The three types of ratings that display in PageInsider™ in the Landingi platform are as follows:
- Clarity Score (overall percentage score on the left side bar)
- Smart Map (heat map – color-coded areas showing areas that the users will probably look at)
- Percentage of Attention (highlighted boxes with percentages that indicate how much attention an element is likely to attract)
How can you use this data to create a more effective landing page?
1 – The best layout
Truth be told, not every marketer is a great designer. If you make use of landing page templates, you probably make minor adjustments to them, perhaps changing the order of some sections, almost certainly changing the default graphics for ones related to your brand. A general design tip is: the fewer elements a user can focus on, the more likely it is that the most important information will catch their attention.
PageInsider™ will show you which images are interesting enough to keep the users’ sight on them longer or which layout is the clearest one. You can create several versions of a landing page with a slightly different layout, analyze them separately, note the results, and then compare the versions and see which changes affect the clarity rating. It's like A/B testing, but done before the campaign is launched.

2 – Comparison with other landing pages
To help you get an idea of how well your landing page design compares to other pages, take a look at the metrics on the left bar. The clarity score will allow you to see how accessible your landing page is. There is a four-point scale (excellent, good, average or poor). A poor score is a signal that there's something wrong on the landing page: usually it's too many elements and not enough space between them.
Pay attention to long blocks of text as well. Perhaps a better idea would be to shorten the descriptions and replace them with aesthetic illustrations that present your product in action?
3 – What affects performance and what is less important?
After a few rounds of adjusting different design elements and re-analyzing, you'll have time to notice which changes in a given design affect prediction the most, and which ones affect it less. Perhaps it doesn't make sense to focus on fine-tuning the small parts of an image description which don't grab attention anyway, and instead spend more time moving the headline to the area where users' sight is directed?

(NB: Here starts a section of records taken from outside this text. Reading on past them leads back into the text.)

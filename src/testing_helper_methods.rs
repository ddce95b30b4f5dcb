use crate::stats_parser::Record;
use crate::stats_table::{ChannelStats, StatsTable};

pub const TEST_NETWORK: &str = "INU";
pub const TEST_CHANNEL: &str = "#ctrlproxy";

pub fn record(network: &str, channel: &str, nick: &str, metric: &str, value: i64) -> Record {
  Record {
    network: network.to_string(),
    channel: channel.to_string(),
    nick: nick.to_string(),
    metric: metric.to_string(),
    value,
  }
}

/// Creates the stats for [`TEST_CHANNEL`] from a list of nicks and their metrics.
pub fn channel_stats(nicks: &[(&str, &[(&str, i64)])]) -> ChannelStats {
  let records = nicks.iter().flat_map(|(nick, metrics)| {
    metrics
      .iter()
      .map(move |(metric, value)| record(TEST_NETWORK, TEST_CHANNEL, nick, metric, *value))
  });

  StatsTable::from_records(records).take_channel(TEST_NETWORK, TEST_CHANNEL)
}

/// A dump as printed by `printstats` for [`TEST_CHANNEL`].
pub fn stats_dump(nicks: &[(&str, &[(&str, i64)])]) -> String {
  let mut dump = String::new();

  for (nick, metrics) in nicks {
    for (metric, value) in metrics.iter() {
      dump.push_str(&format!(
        "{}/{}/{}/{}: {}\n",
        TEST_NETWORK, TEST_CHANNEL, nick, metric, value
      ));
    }
  }

  dump
}
use crate::stats_table::{ChannelStats, MetricValue, NickStats};
use std::cmp::Ordering;

/// A nick and its stats, in leaderboard order.
#[derive(Debug, Clone, Copy, PartialEq)]
pub struct RankedNick<'a> {
  pub nick: &'a str,
  pub stats: &'a NickStats,
}

impl<'a> RankedNick<'a> {
  pub fn metric(&self, metric: &str) -> Option<&'a MetricValue> {
    self.stats.get(metric)
  }
}

/// Orders nicks from the highest to the lowest value of `metric`.
///
/// Nicks without the metric are placed after every nick that has it.
/// Equal values keep the order they were given in.
pub fn rank_by_metric<'a, I>(nicks: I, metric: &str) -> Vec<RankedNick<'a>>
where
  I: IntoIterator<Item = (&'a str, &'a NickStats)>,
{
  let mut rankings: Vec<RankedNick<'a>> = nicks
    .into_iter()
    .map(|(nick, stats)| RankedNick { nick, stats })
    .collect();

  rankings.sort_by(descending_by(metric));

  rankings
}

/// Ranks the participants of the channel, leaving out the channel totals.
pub fn rank_participants<'a>(channel_stats: &'a ChannelStats, metric: &str) -> Vec<RankedNick<'a>> {
  rank_by_metric(channel_stats.participants(), metric)
}

/// The participant with the highest value for `metric`, if anyone has it.
pub fn highest_for_metric<'a>(channel_stats: &'a ChannelStats, metric: &str) -> Option<RankedNick<'a>> {
  rank_participants(channel_stats, metric)
    .into_iter()
    .next()
    .filter(|ranked_nick| ranked_nick.metric(metric).is_some())
}

fn descending_by<'m>(metric: &'m str) -> impl Fn(&RankedNick, &RankedNick) -> Ordering + 'm {
  move |left, right| {
    match (left.metric(metric), right.metric(metric)) {
      (Some(left), Some(right)) => right.as_f64().total_cmp(&left.as_f64()),
      (Some(_), None) => Ordering::Less,
      (None, Some(_)) => Ordering::Greater,
      (None, None) => Ordering::Equal,
    }
  }
}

Example: reducing the amount of text improved Clarity score (by 5 percentage points).
4 - Grabbing attention fast
How to determine on which area of the landing page the user's sight is focused? Look at the areas highlighted in color after the analysis.

Truth be told, it's rarely the case that we read the most of the information on a page: Rather, we scan the text with our eyes to learn what it's all about as quickly as possible. This means you have a few seconds to grab the visitor's attention and give them a reason to read on.
Determine where your potential customers will look first and include there intriguing content that will encourage them to read the rest of your landing page. Remember not to try to put everything in the opening section, all at once. That future customer probably ended up on your landing page after they clicked on an ad or link that drew their attention. So you need to make sure that:
- make sure they got to the place they wanted to go,
- reassure them that they want to find out more.
This is a very difficult task, but it will turn out to be easier if you know where the customers are likely to look first.
5 – A look from the outside
It's always a good idea to show the finished landing to someone else, preferably someone who wasn't involved in its creation. This way, you'll learn if the content is as clear as you think it is, if the graphics fit, or if the crucial is visible enough. If you don't have anyone to check your design, a PageInsider™ analysis can serve just such a function and point out something you didn't think of at the website design stage. If you prepare landing pages on your own and need a look from the outside, run the analysis, review the results, and think about what conclusions you can draw.
In conclusion
No one likes to waste time and resources. If you use Landingi and have access to analytics in PageInsider™, don't hesitate to try it out and see how effective your landing page is. This way, you will get even more out of your marketing campaigns.